At the end of the eighteenth century, Samoyeds were first imported to England and afterward to America. There they were in demand in popular shows as well as in the royal family. In America, the sparkling white dog made history in 1906 as the first dog of the breed (then known as a Samoyed), registered by the American Kennel Club.
Appearance: height, weight, fur, color
Samoyeds are dogs of sturdy build, with a fluffy tail curled on the back and turned sideways. The ears are erect, and the head is broad. The corners of the lips curve, creating the characteristic “Sammy smile. Samoyeds should have a beautiful dark pigment around the eyes, nose, and lips, despite the white coat color.
The sparkling white coat is the glory of the Samoyed breed. As you would expect from a breed of Nordic origin, it is a thick, stiff, straight coat with a thick undercoat. The color is bright white, although bisque or cream coloring is allowed.
The Samoyed dog is a friendly, good-looking dog. They are intelligent dogs with a touch of independence. Bred to live in a tent near their families, they get along well with people. Samoyeds make disturbing barking noises and often turn into annoying barkers if left alone for long periods.
Samoyeds tend to get along well with other dogs and other pets they have grown up with. They are herding dogs and may show some tendency to chase or suppress. They generally get along well with children, although they can be a little noisy for little ones.

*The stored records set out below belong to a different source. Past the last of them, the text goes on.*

// Copyright 2026 the touchgl Authors
// SPDX-License-Identifier: Apache-2.0 OR MIT

//! Pinch (scale) recognition.
//!
//! [`ScaleDetector`] watches the spread of all active pointers around their
//! common focal point. Once the spread has changed by more than the span slop
//! a pinch is in progress, and every subsequent move reports the ratio of the
//! current span to the span at the previous report.
//!
//! The detector runs independently of move/rotate classification: it sees
//! every event, including the ones that end up classified as a pan.

use kurbo::{Point, Vec2};

use crate::pointer::{PointerAction, PointerEvent};

/// Configuration for a [`ScaleDetector`]. Distances are in surface pixels.
#[derive(Clone, Copy, Debug, PartialEq)]
pub struct ScaleDetectorConfig {
    /// How far the span must move away from its starting value before a
    /// pinch begins.
    pub span_slop: f64,
    /// Pinches with a smaller span never start, and end if the span shrinks
    /// below it.
    pub min_span: f64,
}

impl ScaleDetectorConfig {
    /// Defaults tuned for phone-sized touch screens.
    pub const DEFAULT: Self = Self {
        span_slop: 16.0,
        min_span: 32.0,
    };
}

impl Default for ScaleDetectorConfig {
    fn default() -> Self {
        Self::DEFAULT
    }
}

/// One pinch report.
#[derive(Clone, Copy, Debug, PartialEq)]
pub struct ScaleUpdate {
    /// `current_span / previous_span`. Greater than one when spreading.
    pub scale_factor: f64,
    /// Average position of the active pointers.
    pub focus: Point,
    /// Current span.
    pub span: f64,
}

/// Recognizes pinch gestures from a stream of [`PointerEvent`]s.
#[derive(Clone, Debug)]
pub struct ScaleDetector {
    config: ScaleDetectorConfig,
    in_progress: bool,
    initial_span: f64,
    previous_span: f64,
    current_span: f64,
    focus: Point,
}

impl Default for ScaleDetector {
    fn default() -> Self {
        Self::new(ScaleDetectorConfig::DEFAULT)
    }
}

impl ScaleDetector {
    /// Creates an idle detector.
    #[must_use]
    pub fn new(config: ScaleDetectorConfig) -> Self {
        Self {
            config,
            in_progress: false,
            initial_span: 0.0,
            previous_span: 0.0,
            current_span: 0.0,
            focus: Point::ORIGIN,
        }
    }

    /// Returns `true` while a pinch is in progress.
    #[must_use]
    pub fn is_in_progress(&self) -> bool {
        self.in_progress
    }

    /// Focal point from the most recent event.
    #[must_use]
    pub fn focus(&self) -> Point {
        self.focus
    }

    /// Span from the most recent move.
    #[must_use]
    pub fn current_span(&self) -> f64 {
        self.current_span
    }

    /// Feeds one event. Returns a report when an in-progress pinch moved.
    pub fn on_pointer_event(&mut self, event: &PointerEvent) -> Option<ScaleUpdate> {
        let action = event.action;
        if action == PointerAction::Other {
            return None;
        }

        if action == PointerAction::Down || action.ends_stream() {
            if self.in_progress {
                self.in_progress = false;
                self.initial_span = 0.0;
            }
            if action.ends_stream() {
                return None;
            }
        }

        let config_changed = action.changes_pointer_set();
        let skip = (action == PointerAction::PointerUp).then_some(event.action_index);
        let (focus, span) = focus_and_span(event, skip)?;
        self.focus = focus;

        let was_in_progress = self.in_progress;
        if self.in_progress && (span < self.config.min_span || config_changed) {
            self.in_progress = false;
            self.initial_span = span;
        }
        if config_changed {
            self.initial_span = span;
            self.previous_span = span;
            self.current_span = span;
        }

        if !self.in_progress
            && span >= self.config.min_span
            && (was_in_progress || (span - self.initial_span).abs() > self.config.span_slop)
        {
            self.previous_span = span;
            self.current_span = span;
            self.in_progress = true;
        }

        if action != PointerAction::Move {
            return None;
        }
        self.current_span = span;
        if !self.in_progress {
            return None;
        }
        let scale_factor = if self.previous_span > 0.0 {
            self.current_span / self.previous_span
        } else {
            1.0
        };
        self.previous_span = self.current_span;
        Some(ScaleUpdate {
            scale_factor,
            focus,
            span,
        })
    }
}

/// Average position and span of the pointers, excluding `skip`.
///
/// The span is the diagonal of twice the mean absolute deviation on each
/// axis. Returns `None` when no pointer remains.
fn focus_and_span(event: &PointerEvent, skip: Option<usize>) -> Option<(Point, f64)> {
    let active = || {
        event
            .pointers
            .iter()
            .enumerate()
            .filter(move |(i, _)| Some(*i) != skip)
            .map(|(_, p)| p.position)
    };
    let count = active().count();
    if count == 0 {
        return None;
    }
    let n = count as f64;
    let sum = active().fold(Vec2::ZERO, |acc, p| acc + p.to_vec2());
    let focus = (sum / n).to_point();
    let dev = active().fold(Vec2::ZERO, |acc, p| {
        acc + Vec2::new((p.x - focus.x).abs(), (p.y - focus.y).abs())
    }) / n;
    let span = (dev * 2.0).hypot();
    Some((focus, span))
}

#[cfg(test)]
mod tests {
    use super::*;
    use crate::pointer::Pointer;
    use crate::time::EventTime;
    use alloc::vec;

    const EPS: f64 = 1e-9;

    fn config() -> ScaleDetectorConfig {
        ScaleDetectorConfig {
            span_slop: 10.0,
            min_span: 20.0,
        }
    }

    /// Two pointers on a horizontal line, `gap` pixels apart.
    fn pair(action: PointerAction, t: u64, gap: f64) -> PointerEvent {
        PointerEvent::new(
            action,
            EventTime::from_millis(t),
            vec![Pointer::new(0, 100.0, 100.0), Pointer::new(1, 100.0 + gap, 100.0)],
        )
    }

    fn start_pinch(det: &mut ScaleDetector) {
        let down = PointerEvent::new(
            PointerAction::Down,
            EventTime::from_millis(0),
            vec![Pointer::new(0, 100.0, 100.0)],
        );
        assert_eq!(det.on_pointer_event(&down), None);
        assert_eq!(
            det.on_pointer_event(&pair(PointerAction::PointerDown, 5, 100.0).with_action_index(1)),
            None
        );
    }

    #[test]
    fn span_is_distance_between_two_pointers() {
        let (focus, span) = focus_and_span(&pair(PointerAction::Move, 0, 60.0), None).unwrap();
        assert_eq!(focus, Point::new(130.0, 100.0));
        assert!((span - 60.0).abs() < EPS);
    }

    #[test]
    fn lifting_pointer_is_excluded() {
        let ev = pair(PointerAction::PointerUp, 0, 60.0).with_action_index(1);
        let (focus, span) = focus_and_span(&ev, Some(1)).unwrap();
        assert_eq!(focus, Point::new(100.0, 100.0));
        assert_eq!(span, 0.0);
    }

    #[test]
    fn small_changes_stay_inside_slop() {
        let mut det = ScaleDetector::new(config());
        start_pinch(&mut det);
        assert_eq!(det.on_pointer_event(&pair(PointerAction::Move, 10, 105.0)), None);
        assert!(!det.is_in_progress());
    }

    #[test]
    fn pinch_reports_ratio_between_moves() {
        let mut det = ScaleDetector::new(config());
        start_pinch(&mut det);

        // Crossing the slop begins the pinch; the first report is relative
        // to the span at which it began.
        let first = det.on_pointer_event(&pair(PointerAction::Move, 10, 120.0)).unwrap();
        assert!((first.scale_factor - 1.0).abs() < EPS);
        assert!(det.is_in_progress());

        let second = det.on_pointer_event(&pair(PointerAction::Move, 20, 180.0)).unwrap();
        assert!((second.scale_factor - 1.5).abs() < EPS);
        assert!((second.span - 180.0).abs() < EPS);

        let third = det.on_pointer_event(&pair(PointerAction::Move, 30, 90.0)).unwrap();
        assert!((third.scale_factor - 0.5).abs() < EPS);
    }

    #[test]
    fn pointer_set_change_restarts_the_baseline() {
        let mut det = ScaleDetector::new(config());
        start_pinch(&mut det);
        det.on_pointer_event(&pair(PointerAction::Move, 10, 120.0));
        assert!(det.is_in_progress());

        let three = PointerEvent::new(
            PointerAction::PointerDown,
            EventTime::from_millis(20),
            vec![
                Pointer::new(0, 100.0, 100.0),
                Pointer::new(1, 220.0, 100.0),
                Pointer::new(2, 160.0, 160.0),
            ],
        )
        .with_action_index(2);
        assert_eq!(det.on_pointer_event(&three), None);
        // Still in progress: the gesture resumes against the new span.
        assert!(det.is_in_progress());
    }

    #[test]
    fn span_below_minimum_ends_the_pinch() {
        let mut det = ScaleDetector::new(config());
        start_pinch(&mut det);
        det.on_pointer_event(&pair(PointerAction::Move, 10, 120.0));
        assert!(det.is_in_progress());
        assert_eq!(det.on_pointer_event(&pair(PointerAction::Move, 20, 10.0)), None);
        assert!(!det.is_in_progress());
    }

    #[test]
    fn up_and_cancel_end_the_stream() {
        let mut det = ScaleDetector::new(config());
        start_pinch(&mut det);
        det.on_pointer_event(&pair(PointerAction::Move, 10, 120.0));
        assert!(det.is_in_progress());
        let up = PointerEvent::new(
            PointerAction::Cancel,
            EventTime::from_millis(20),
            vec![Pointer::new(0, 100.0, 100.0)],
        );
        assert_eq!(det.on_pointer_event(&up), None);
        assert!(!det.is_in_progress());
    }

    #[test]
    fn single_pointer_never_pinches() {
        let mut det = ScaleDetector::new(config());
        let mut x = 0.0;
        for t in 0..10 {
            x += 50.0;
            let ev = PointerEvent::new(
                PointerAction::Move,
                EventTime::from_millis(t),
                vec![Pointer::new(0, x, 0.0)],
            );
            assert_eq!(det.on_pointer_event(&ev), None);
        }
        assert!(!det.is_in_progress());
    }
}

Samoyeds shed a lot, so they require frequent grooming to look and feel their best. Because of their double coats, dirt and debris get lost in their fur, resulting in tangles and tangles. Regular brushing is a key part of grooming Samoyeds, especially during their peak molting period, usually twice a year. Although it is possible to care for a Samoyed at home properly, it is advisable to contact professionals for the best results.
Samoyeds enjoy being with their owners and participating in family activities. They need daily exercise and enjoy playing with people in a safely fenced yard or long walks on a leash. The breed has a strong urge to run and roam, and if lost, the dog can travel many miles, exposing itself to danger.
Samoyeds are generally healthy dogs. But responsible breeders check their stock for diseases such as hip dysplasia, eye, and heart disease. Samoyeds’ teeth should be brushed frequently, using a toothpaste designed for dogs. Regular vet visits for checkups and parasite control help ensure a long and healthy life for your dog.
Samoyeds should thrive on high-quality dog food under the supervision and approval of your veterinarian. Any diet should be appropriate for the dog’s age (puppy, adult, or senior). Some dogs are prone to obesity, so watch your dog’s calorie intake and weight level. Treats can be an important exercise aid, but too many can cause obesity.
If you have decided on a diet of natural products, you should know which foods you can give your pet and which will cause irreparable harm to his health or stomach. So, the Samoyed husky products are beef, chicken, and turkey; fish without bones; porridge rice or buckwheat, or both; kefir, nonfat natural cottage cheese sour milk; vegetables, fruits, and greens. The latter items are given only one item per day to avoid food allergies.